16 thoughts on “The Spoon Theory And Why It’s Kinda Bullshit

  1. I’m glad you’re finding your extra cosmic spoons from wherever-the-hell they come from. Whatever ones I can send over the blogosphere are headed your way! You’re in my thoughts/prayers!

    (and I’m with you – I’ve heard that theory too – WHY SPOONS?? I have always wondered this).

  2. It’s spoons because she was in a restaurant when her friend asked her to explain what living with Lupus was like, and that was the easiest thing to hand to illustrate the lack of resources that living with a chronic disorder is. Seriously, it’s a short read in the scheme of things. :p

  3. This is so, so, so amazing, and inspiring to read.

    We are all going to be hit with serious Life Shit at some point or another, no matter how rich and blah blah we are.

    The fact that you are doing WAY more than you thought possible for one of the most significant events in a person’s life will always stay with me.

    And you’re not just doing stuff to get by – you’re truly being present for your Dad. This is beyond profound, and it’s the biggest gift you can give *him* aside from yourself.
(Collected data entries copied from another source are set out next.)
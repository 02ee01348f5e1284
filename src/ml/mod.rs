pub mod ml_model;
pub mod inference;

pub use ml_model::{FruitNet, ModelConfig};
pub use inference::InferenceEngine;
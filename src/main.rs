use anyhow::{Context, Result};
use clap::{Parser, Subcommand};
use std::path::PathBuf;
use tracing_subscriber::EnvFilter;

use fruity_nutrition::model::{load_metadata, print_metadata_info, AppConfig};
use fruity_nutrition::{decode_data_url, load_image, FruitPipeline, PredictionReport};

#[derive(Parser)]
#[command(name = "fruity_nutrition")]
#[command(version)]
#[command(about = "Identify a fruit from a photo and show its nutritional information", long_about = None)]
struct Cli {
    #[command(subcommand)]
    command: Commands,

    /// Config file path
    #[arg(short, long, default_value = "config.json")]
    config: PathBuf,
}

#[derive(Subcommand)]
enum Commands {
    /// Predict the fruit in an image and show its nutrition facts
    Predict {
        /// Image file (jpg, jpeg, png)
        #[arg(required_unless_present = "data_url")]
        image: Option<PathBuf>,
        /// Camera capture as a data URL, or @file containing one
        #[arg(long, conflicts_with = "image")]
        data_url: Option<String>,
    },
    /// Look up nutrition facts for a fruit name
    Lookup {
        /// Fruit name
        label: String,
    },
    /// Show model archive metadata
    ModelInfo {
        /// Model archive (defaults to the configured model)
        path: Option<PathBuf>,
    },
    /// Write the default config file
    InitConfig,
}

fn main() -> Result<()> {
    init_logging();

    let cli = Cli::parse();

    match cli.command {
        Commands::Predict { image, data_url } => {
            let config = AppConfig::load_or_default(&cli.config);
            let pipeline = FruitPipeline::from_config(&config)?;

            let image = match (image, data_url) {
                (Some(path), _) => load_image(&path)
                    .with_context(|| format!("Failed to load image: {}", path.display()))?,
                (None, Some(url)) => decode_data_url(&read_data_url(&url)?)
                    .context("Failed to decode camera capture")?,
                (None, None) => anyhow::bail!("no image given"),
            };

            let report = pipeline.predict(&image).context("Prediction failed")?;
            print_report(&report);
        }
        Commands::Lookup { label } => {
            let config = AppConfig::load_or_default(&cli.config);
            let pipeline = FruitPipeline::from_config(&config)?;
            match pipeline.nutrition_facts(&label)? {
                Some(facts) => {
                    println!("Nutritional Information:");
                    print!("{}", facts);
                }
                None => println!("Nutritional information not available for this fruit."),
            }
        }
        Commands::ModelInfo { path } => {
            let path = match path {
                Some(path) => path,
                None => PathBuf::from(AppConfig::load_or_default(&cli.config).model.model_path),
            };
            let metadata = load_metadata(&path)
                .with_context(|| format!("Failed to read model archive: {}", path.display()))?;
            print_metadata_info(&metadata);
        }
        Commands::InitConfig => {
            let config = AppConfig::default();
            config.save(&cli.config)?;
            println!("設定ファイルを保存しました: {}", cli.config.display());
            config.display();
        }
    }

    Ok(())
}

/// `@path` の場合はファイルからdata URLを読む
fn read_data_url(arg: &str) -> Result<String> {
    match arg.strip_prefix('@') {
        Some(path) => std::fs::read_to_string(path)
            .with_context(|| format!("Failed to read data URL file: {}", path)),
        None => Ok(arg.to_string()),
    }
}

fn print_report(report: &PredictionReport) {
    println!("Predicted Fruit: {}", report.display_name);
    println!("Confidence: {:.2}%", report.prediction.score() * 100.0);
    println!();
    match &report.nutrition {
        Some(facts) => {
            println!("Nutritional Information:");
            print!("{}", facts);
        }
        None => println!("Nutritional information not available for this fruit."),
    }
}

fn init_logging() {
    let filter = EnvFilter::try_from_default_env().unwrap_or_else(|_| EnvFilter::new("info"));

    tracing_subscriber::fmt()
        .with_env_filter(filter)
        .with_target(false)
        .with_writer(std::io::stderr)
        .init();
}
    So damn proud of you!!!!!!!
    Love you!
    XOXOXOOXOXOXXOOXOXO

  4. A state of grace is a beautiful way to put it. And you are incredibly strong and brave, a unique marvel of nature if you will. To be able to be there when your family needs you most must be very rewarding. I’m sending you loads of strength and stamina to see you through. And lots of love, of course, always lots of love ❤

  5. Agree. I just posted on her site that whole business has been built on this bullshit poor me, accept my limitations theory.

  6. Enjoyed this post and enjoy your blog! It’s something that has happened to me as well, a crisis happens and suddenly my mood disorder takes a back seat. Glad you are getting more spoons! In my self-critical depressive way I find a way to feel guilty about this. Like how can I suddenly respond so well and my mood disorder fade? Does it mean I’m self-indulgent? I don’t think so. I think there are times where the depression would be so bad I couldn’t handle it.